I am dealing with a SQL query that requires many self joining tables to create aggregate functions such as the following.

SELECT  
    tab1.foo, 
    tab1.bar, 
    tab1.baz, 
    tab1.bam/tab2.bam as bam_ratio, 
    RANK() OVER (PARTITION BY tab1.bar, tab1.baz ORDER BY tab1.foo DESC) RANK
FROM 
    (SELECT 
         foo, 
         bar, 
         baz, 
         bam
     FROM 
         OPENDATASOURCE(server).dbo.table1
     WHERE 
         qux = 1 AND quux = 'A' AND corge = 2) tab1
JOIN
    (SELECT 
         foo, 
         bar, 
         baz, 
         bam
     FROM 
         OPENDATASOURCE(server).dbo.table1
     WHERE 
         qux = 1 AND quux = 'B' AND corge = 2) tab2 ON tab1.bar = tab2.bar
                                                    AND tab1.baz = tab2.baz
                                                    AND tab1.foo = tab2.foo

The issue being each of these tables have few columns but tens of millions of records. This has created a unique case where indexing does not adequately improve performance (The query above uses every row in table1).

What I have noticed is these table calls tend to only change in one or two minor respects such as quux in the example and they do not have primary keys requiring more rows to be used than is necessary which doesn't help the indexes and seems redundant.

Are there ways to improve the performance further than simple indexing?
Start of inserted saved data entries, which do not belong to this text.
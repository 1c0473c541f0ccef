//! core::types
//!
//! Strong types for core domain concepts.
//!
//! # Types
//!
//! - [`Oid`] - Git object identifier (SHA)
//! - [`RefKind`] - Branch or tag
//!
//! # Validation
//!
//! These types enforce validity at construction time. Invalid values
//! cannot be represented, preventing entire classes of bugs.
//!
//! # Examples
//!
//! ```
//! use tributary::core::types::{Oid, RefKind};
//!
//! let oid = Oid::new("abc123def4567890abc123def4567890abc12345").unwrap();
//! assert_eq!(oid.short(7), "abc123d");
//!
//! assert!(Oid::new("not-a-sha").is_err());
//! assert_eq!(RefKind::Branch.to_string(), "branch");
//! ```

use serde::{Deserialize, Serialize};
use thiserror::Error;

/// Errors from type validation.
#[derive(Debug, Error, PartialEq, Eq)]
pub enum TypeError {
    #[error("invalid object id: {0}")]
    InvalidOid(String),
}

/// A Git object identifier (SHA-1 or SHA-256).
///
/// OIDs are normalized to lowercase for consistency.
///
/// # Example
///
/// ```
/// use tributary::core::types::Oid;
///
/// // Create from hex string (normalized to lowercase)
/// let oid = Oid::new("ABC123DEF4567890ABC123DEF4567890ABC12345").unwrap();
/// assert_eq!(oid.as_str(), "abc123def4567890abc123def4567890abc12345");
///
/// // Get abbreviated form
/// assert_eq!(oid.short(7), "abc123d");
/// ```
#[derive(Debug, Clone, PartialEq, Eq, Hash, Serialize, Deserialize)]
#[serde(try_from = "String", into = "String")]
pub struct Oid(String);

impl Oid {
    /// Create a new validated OID.
    ///
    /// Accepts 40-character (SHA-1) or 64-character (SHA-256) hex strings.
    /// Input is normalized to lowercase.
    ///
    /// # Errors
    ///
    /// Returns `TypeError::InvalidOid` if the string is not valid hex of
    /// the expected length.
    pub fn new(oid: impl Into<String>) -> Result<Self, TypeError> {
        let oid = oid.into().to_lowercase();

        if oid.len() != 40 && oid.len() != 64 {
            return Err(TypeError::InvalidOid(format!(
                "expected 40 or 64 hex characters, got {}",
                oid.len()
            )));
        }

        if !oid.chars().all(|c| c.is_ascii_hexdigit()) {
            return Err(TypeError::InvalidOid("contains non-hex characters".into()));
        }

        Ok(Self(oid))
    }

    /// Get the OID as a string slice.
    pub fn as_str(&self) -> &str {
        &self.0
    }

    /// Get an abbreviated form of the OID.
    pub fn short(&self, len: usize) -> &str {
        &self.0[..len.min(self.0.len())]
    }
}

impl TryFrom<String> for Oid {
    type Error = TypeError;

    fn try_from(s: String) -> Result<Self, Self::Error> {
        Self::new(s)
    }
}

impl From<Oid> for String {
    fn from(oid: Oid) -> Self {
        oid.0
    }
}

impl AsRef<str> for Oid {
    fn as_ref(&self) -> &str {
        &self.0
    }
}

impl std::fmt::Display for Oid {
    fn fmt(&self, f: &mut std::fmt::Formatter<'_>) -> std::fmt::Result {
        write!(f, "{}", self.0)
    }
}

/// The kind of a ref: branch or tag.
///
/// Branches are processed before tags during a merge run: branches carry
/// ongoing work, tags are immutable snapshots, and failures on active work
/// should surface first.
#[derive(Debug, Clone, Copy, PartialEq, Eq, Hash, Serialize, Deserialize)]
#[serde(rename_all = "lowercase")]
pub enum RefKind {
    /// A branch (under `refs/heads/`).
    Branch,
    /// A tag (under `refs/tags/`).
    Tag,
}

impl RefKind {
    /// The namespace segment this kind lives under (`heads` or `tags`).
    pub fn namespace(&self) -> &'static str {
        match self {
            RefKind::Branch => "heads",
            RefKind::Tag => "tags",
        }
    }

    /// Destination ref name for a ref of this kind.
    ///
    /// # Example
    ///
    /// ```
    /// use tributary::core::types::RefKind;
    ///
    /// assert_eq!(RefKind::Branch.destination_ref("main"), "refs/heads/main");
    /// assert_eq!(RefKind::Tag.destination_ref("v1"), "refs/tags/v1");
    /// ```
    pub fn destination_ref(&self, name: &str) -> String {
        format!("refs/{}/{}", self.namespace(), name)
    }
}

impl std::fmt::Display for RefKind {
    fn fmt(&self, f: &mut std::fmt::Formatter<'_>) -> std::fmt::Result {
        match self {
            RefKind::Branch => write!(f, "branch"),
            RefKind::Tag => write!(f, "tag"),
        }
    }
}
I am willing to alter the underlying tables and create orphan tables.

marc_s
  • 732,580
  • 175
  • 1,330
  • 1,459
Alex
  • 140
  • 6
  • 19
  • 1
    An easy first step would be to drop the records from the OPENDATASOURCE queries into temp tables and then join on the TEMP. This would allow you to apply indexes on the temp tables as well (after the insert) but would probably still be faster than your current derrived table even without adding indexes. – S3S Nov 28 '18 at 15:45
  • Can you drop the execution plan here? Also the main gain you can have will be from executing it on the source box and just reading it on the box you are executing your query on. – Bartosz X Nov 28 '18 at 15:49
  • You state these tables have no primary keys. Not a great idea but do they have a clustered index? If not you are dealing with heaps and performance is going to be horrible no matter what you do. – Sean Lange Nov 28 '18 at 15:50
  • @scsimon That's interesting, I didn't realize you could index a temp table. Are you suggesting to remove the OPENDATASOURCE outside of putting the table variations in temp tables? – Alex Nov 28 '18 at 15:51
  • @SeanLange That is what I expected. I do not have primary keys and no, there is no clustered index. I will add one. – Alex Nov 28 '18 at 15:52
  • Well you need it to pull in your data, or created a linked server, or use OPENQUERY or what ever method you want... but I'm suggesting you take the `SELECT FROM OPENDATSOURCE` and put it at the top of the query in `SELECT INTO #TEMP FROM OPENDATASOURCE` and then in your final select, join to the `#TEMP` tables. – S3S Nov 28 '18 at 15:53
  • 1
    @scsimon Yes that is what I figured, I will try this and see how it affects the results. – Alex Nov 28 '18 at 16:09
  • 1
    @scsimon I didn't add indexes to the temp tables but edited the current indexes and made temp tables that would cut down on the OPENDATASOURCE queries. This improved performance over 99%. If you put that into an answer I will mark it as the solution – Alex Nov 30 '18 at 19:30
  • Sure thing @Alex – S3S Nov 30 '18 at 19:33

1 Answers1

1

One performance issue you could improve is joining across servers. This happens with OPENROWSET, linked servers, etc.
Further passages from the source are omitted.